Missing intermediate input node in TF Lite convert #39276

Wheest · 2020-05-07T16:23:52Z

System information

OS Platform and Distribution (e.g., Linux Ubuntu 16.04): Debian 9.12 stretch
TensorFlow installed from (source or binary): Binary
TensorFlow version (or github SHA if from source): 2.1.0

Command used to run the converter or code if you’re using the Python API

converter = tf.compat.v1.lite.TFLiteConverter.from_frozen_graph(
    model_file,
    input_arrays=[input_name], 
    output_arrays=[output_name],

The output from the converter invocation

---------------------------------------------------------------------------
InvalidArgumentError                      Traceback (most recent call last)
~/.virtualenvs/tf-lite/lib/python3.7/site-packages/tensorflow_core/python/framework/importer.py in _import_graph_def_internal(graph_def, input_map, return_elements, validate_colocation_constraints, name, producer_op_list)
    496       try:
--> 497         results = c_api.TF_GraphImportGraphDefWithResults(
    498             graph._c_graph, serialized, options)  # pylint: disable=protected-access

InvalidArgumentError: Node 'batchnorm_13/mul_1': Unknown input node 'Add_2'

Also, please include a link to the saved model or GraphDef

Saved Model GDRIVE link

Failure details

In the graph, these are batch normalisation operations that cannot be removed, since they follow an Add operation. This part of the graph is:


A --
    --> Add --> BatchNorm --> ...
B --               ^
                   |
                  BN params

This issue might make me think that Batch Norm is not supported.

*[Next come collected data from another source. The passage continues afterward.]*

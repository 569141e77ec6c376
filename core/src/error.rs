//! Bring-up errors.
//!
//! The run loop itself has no fatal path: sequencers absorb their own
//! retries and report plain outcomes. These errors exist only at the
//! collaborator seams (configuration load, network stack init) and are
//! always absorbed by a fallback plus a diagnostic log entry.

/// Bring-up error.
#[derive(Debug, Clone, Copy, PartialEq, Eq)]
pub enum BringUpError {
    /// Persisted configuration could not be read.
    ConfigLoad,
    /// Persisted configuration record failed validation.
    ConfigCorrupt,
    /// Network stack initialization failed.
    StackInit,
    /// Ethernet engine rejected the MAC/network parameters.
    MacProgram,
}

impl BringUpError {
    /// Get a human-readable description of the error.
    pub fn description(&self) -> &'static str {
        match self {
            Self::ConfigLoad => "Failed to load persisted configuration",
            Self::ConfigCorrupt => "Persisted configuration is corrupt",
            Self::StackInit => "Network stack initialization failed",
            Self::MacProgram => "Failed to program MAC/network parameters",
        }
    }
}

/// Result type for bring-up seams.
pub type BringUpResult<T> = Result<T, BringUpError>;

However a very similar model I'm using features Add layers followed by BatchNorm, and is successfully exported.

I'm trying to figure out the source of this issue. Is there anything I should be looking at that might help me pin down the cause?

The text was updated successfully, but these errors were encountered:

amahendrakar · 2020-05-08T12:50:16Z

@Wheest,
In order to expedite the trouble-shooting process, could you please provide the complete code to reproduce the issue reported here. Thanks!

Wheest · 2020-05-08T14:37:54Z

Hi @amahendrakar, thanks for responding.

Here is a Juypter notebook gist that converts first the original model (resnet34, successfully), and then the altered one (resnet34-alt, unsuccessfully).

Both saved_model files are available at this GDrive link:
https://drive.google.com/drive/folders/19Q8YGi6RZd6BpadcwqS7eiRuvjqsQnye?usp=sharing

Wheest · 2020-05-12T10:41:25Z

Further in my investigation, I have tried to find at what point we lose the Add_2 node in resnet34-alt.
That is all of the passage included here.